During the years 1930 to 1935 the ex 24 ft. Class, all from 30 to 40 years old, continued to race from the Club, although gradually waning. By 1932 there were only four entered in Burnham Week. In 1936 there was none.
As the strength of the ex 24s faded, thought was given to finding yet another class. In July 1932 there was a proposal to adopt Stars, and other alternatives were considered. The final choice was between the X One Design Class, well established on the South Coast, and a new design by Norman Dallimore (Dally).
Dally’s design was chosen and was bought by the the Club, with an agreement for a royalty to the designer of 1 guinea per boat from members and 3 guineas from non-members. Building commenced immediately at King and Sons.
They were transom sterned Bermudan sloops 20 ft. long overall and about 17 ft. on the waterline, with 6 8 beam and 3 3 draft. They were fairly heavy boats with an iron ballast keel on a long fin. Stan King, one of the Waterfronts well known characters, who died in 1985, worked on most of them. He said it was his job to plank up the starboard side, certainly of all the even numbers. The jib was on a roller and was rigged so that it could be pulled round to server as a spinnaker, a common system at the time, which is shown clearly in the photo. The roller could also be used for reefing, but the result was not very satisfactory. The cost of the complete boat was about 120. It was possible to distinguish between the Burnham and the Brightlingsea boats by a very slight difference in the line of the sheer.
By the end of the year nine boats had been ordered:
RB 1 Georgie Porgie Mrs. Graham Straker
RB 2 Red Jacket Messrs. Robinson and Herring
RB 3 Lavender Lady F. B. Pitcher (chartered free to Norman Wilkinson & Dick Thorpe)

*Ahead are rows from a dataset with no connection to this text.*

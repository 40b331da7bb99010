use std::collections::HashMap;
use std::ffi::OsString;
use std::path::PathBuf;
use std::time::Duration;

use async_trait::async_trait;
use serde::Deserialize;

use crate::error::FetchError;

use super::tool::run_tool;

/// A directly downloadable stream
#[derive(Debug, Clone, PartialEq)]
pub struct AudioStream {
    pub url: String,
    /// Container extension, e.g. `m4a` or `webm`
    pub extension: String,
    /// False when the stream also carries video
    pub audio_only: bool,
    /// Bitrate in kbit/s, if known
    pub bitrate: Option<f64>,
    /// Headers the platform requires for the download
    pub headers: Vec<(String, String)>,
}

/// Platform metadata for a video
#[derive(Debug, Clone, PartialEq)]
pub struct MediaInfo {
    pub title: String,
    /// Exact running time; kept fractional so bound checks are not skewed
    pub duration: Option<Duration>,
    pub stream: Option<AudioStream>,
}

/// Source of title, duration and stream selection for a video
#[async_trait]
pub trait MediaProbe: Send + Sync {
    async fn probe(&self, video_url: &str) -> Result<MediaInfo, FetchError>;
}

#[derive(Debug, Deserialize)]
struct ProbeOutput {
    #[serde(default)]
    title: String,
    duration: Option<f64>,
    #[serde(default)]
    formats: Vec<ProbeFormat>,
}

#[derive(Debug, Clone, Deserialize)]
pub(crate) struct ProbeFormat {
    url: Option<String>,
    #[serde(default)]
    ext: String,
    acodec: Option<String>,
    vcodec: Option<String>,
    abr: Option<f64>,
    tbr: Option<f64>,
    protocol: Option<String>,
    #[serde(default)]
    http_headers: HashMap<String, String>,
}

impl ProbeFormat {
    fn has_audio(&self) -> bool {
        self.acodec.as_deref().is_some_and(|c| c != "none")
    }

    fn has_video(&self) -> bool {
        self.vcodec.as_deref().is_some_and(|c| c != "none")
    }

    /// Manifest-based protocols can't be fetched as a single stream
    fn is_direct(&self) -> bool {
        self.url.is_some()
            && self
                .protocol
                .as_deref()
                .is_none_or(|p| p == "http" || p == "https")
    }

    fn bitrate(&self) -> Option<f64> {
        self.abr.or(self.tbr)
    }

    fn into_stream(self, audio_only: bool) -> Option<AudioStream> {
        let bitrate = self.bitrate();
        Some(AudioStream {
            url: self.url?,
            extension: self.ext,
            audio_only,
            bitrate,
            headers: self.http_headers.into_iter().collect(),
        })
    }
}

/// Pick the best audio-only stream, falling back to the best progressive one
pub(crate) fn select_stream(formats: &[ProbeFormat]) -> Option<AudioStream> {
    let best = |audio_only: bool| {
        formats
            .iter()
            .filter(|f| f.is_direct() && f.has_audio() && f.has_video() != audio_only)
            .max_by(|a, b| {
                a.bitrate()
                    .unwrap_or(0.0)
                    .total_cmp(&b.bitrate().unwrap_or(0.0))
            })
            .cloned()
    };

    best(true)
        .and_then(|f| f.into_stream(true))
        .or_else(|| best(false).and_then(|f| f.into_stream(false)))
}

/// Probe backed by `yt-dlp --dump-single-json`
#[derive(Debug, Clone)]
pub struct YtDlpProbe {
    program: PathBuf,
    timeout: Duration,
}

impl YtDlpProbe {
    pub fn new(program: impl Into<PathBuf>) -> Self {
        Self {
            program: program.into(),
            timeout: Duration::from_secs(120),
        }
    }

    pub fn with_timeout(mut self, timeout: Duration) -> Self {
        self.timeout = timeout;
        self
    }
}

impl Default for YtDlpProbe {
    fn default() -> Self {
        Self::new("yt-dlp")
    }
}

/// Turn `yt-dlp` JSON into [`MediaInfo`]
pub(crate) fn parse_probe_output(video_url: &str, json: &[u8]) -> Result<MediaInfo, FetchError> {
    let output: ProbeOutput = serde_json::from_slice(json).map_err(|e| FetchError::Metadata {
        url: video_url.to_string(),
        source: e,
    })?;

    Ok(MediaInfo {
        title: output.title,
        duration: output
            .duration
            .and_then(|secs| Duration::try_from_secs_f64(secs).ok()),
        stream: select_stream(&output.formats),
    })
}

#[async_trait]
impl MediaProbe for YtDlpProbe {
    async fn probe(&self, video_url: &str) -> Result<MediaInfo, FetchError> {
        let args: Vec<OsString> = [
            "--dump-single-json",
            "--no-playlist",
            "--skip-download",
            "--no-warnings",
            video_url,
        ]
        .iter()
        .map(OsString::from)
        .collect();

        let output = run_tool(&self.program, &args, self.timeout).await?;
        parse_probe_output(video_url, &output.stdout)
    }
}

#[cfg(test)]
mod tests {
    use super::*;

    fn format(ext: &str, acodec: &str, vcodec: &str, abr: Option<f64>, tbr: Option<f64>) -> serde_json::Value {
        serde_json::json!({
            "url": format!("https://cdn.example.com/{ext}-{acodec}-{vcodec}"),
            "ext": ext,
            "acodec": acodec,
            "vcodec": vcodec,
            "abr": abr,
            "tbr": tbr,
            "protocol": "https",
        })
    }

    fn probe_json(formats: Vec<serde_json::Value>) -> Vec<u8> {
        serde_json::json!({
            "title": "Weekly Recap",
            "duration": 600.4,
            "formats": formats,
        })
        .to_string()
        .into_bytes()
    }

    #[test]
    fn best_audio_only_stream_wins() {
        let json = probe_json(vec![
            format("m4a", "mp4a.40.2", "none", Some(128.0), None),
            format("webm", "opus", "none", Some(160.0), None),
            format("mp4", "mp4a.40.2", "avc1", None, Some(900.0)),
        ]);

        let info = parse_probe_output("https://v", &json).unwrap();

        assert_eq!(info.title, "Weekly Recap");
        let duration = info.duration.unwrap();
        assert!(duration > Duration::from_secs(600));
        assert!((duration.as_secs_f64() - 600.4).abs() < 1e-6);
        let stream = info.stream.unwrap();
        assert!(stream.audio_only);
        assert_eq!(stream.extension, "webm");
    }

    #[test]
    fn progressive_stream_is_the_fallback() {
        let json = probe_json(vec![
            format("mp4", "none", "avc1", None, Some(2000.0)),
            format("mp4", "mp4a.40.2", "avc1", None, Some(900.0)),
        ]);

        let stream = parse_probe_output("https://v", &json).unwrap().stream.unwrap();

        assert!(!stream.audio_only);
        assert_eq!(stream.extension, "mp4");
    }

    #[test]
    fn manifest_streams_are_ignored() {
        let mut hls = format("m4a", "mp4a.40.2", "none", Some(256.0), None);
        hls["protocol"] = "m3u8_native".into();

        let info = parse_probe_output("https://v", &probe_json(vec![hls])).unwrap();
        assert!(info.stream.is_none());
    }

    #[test]
    fn fractional_duration_is_not_rounded_up() {
        let json = br#"{"title":"Teaser","duration":59.6,"formats":[]}"#;
        let info = parse_probe_output("https://v", json).unwrap();
        assert!(info.duration.unwrap() < Duration::from_secs(60));
    }

    #[test]
    fn negative_duration_is_unknown() {
        let json = br#"{"title":"Odd","duration":-1.0,"formats":[]}"#;
        let info = parse_probe_output("https://v", json).unwrap();
        assert_eq!(info.duration, None);
    }

    #[test]
    fn missing_duration_is_unknown() {
        let json = br#"{"title":"Live","duration":null,"formats":[]}"#;
        let info = parse_probe_output("https://v", json).unwrap();
        assert_eq!(info.duration, None);
        assert!(info.stream.is_none());
    }

    #[test]
    fn malformed_json_is_a_metadata_error() {
        assert!(matches!(
            parse_probe_output("https://v", b"not json"),
            Err(FetchError::Metadata { .. })
        ));
    }
}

RB 4 The Weevil F. Percy Lickfold
RB 5 Belinda Capt. and Mrs. Kyffin
RB 6 Annette Mrs. Mary Abrahams
RB 7 Vaurnine Cecil Gatti
RB 8 Phalarope Mr. and Mrs. Hardy Barrett
RB 9 Whimbrel Miss Colleen Foley
On March 25, 1933 all were ready, with Percy Lickfold elected as Class Captain. The first eight were afloat, with WHIMBREL waiting under Kings crane for the formal launching by Lady Rasch. The lunch which followed was said to be the best attended ever to have been held at the Club, with 120 present. In the afternoon, the first race was held, all boats finishing within 5 minutes on this historic occasion.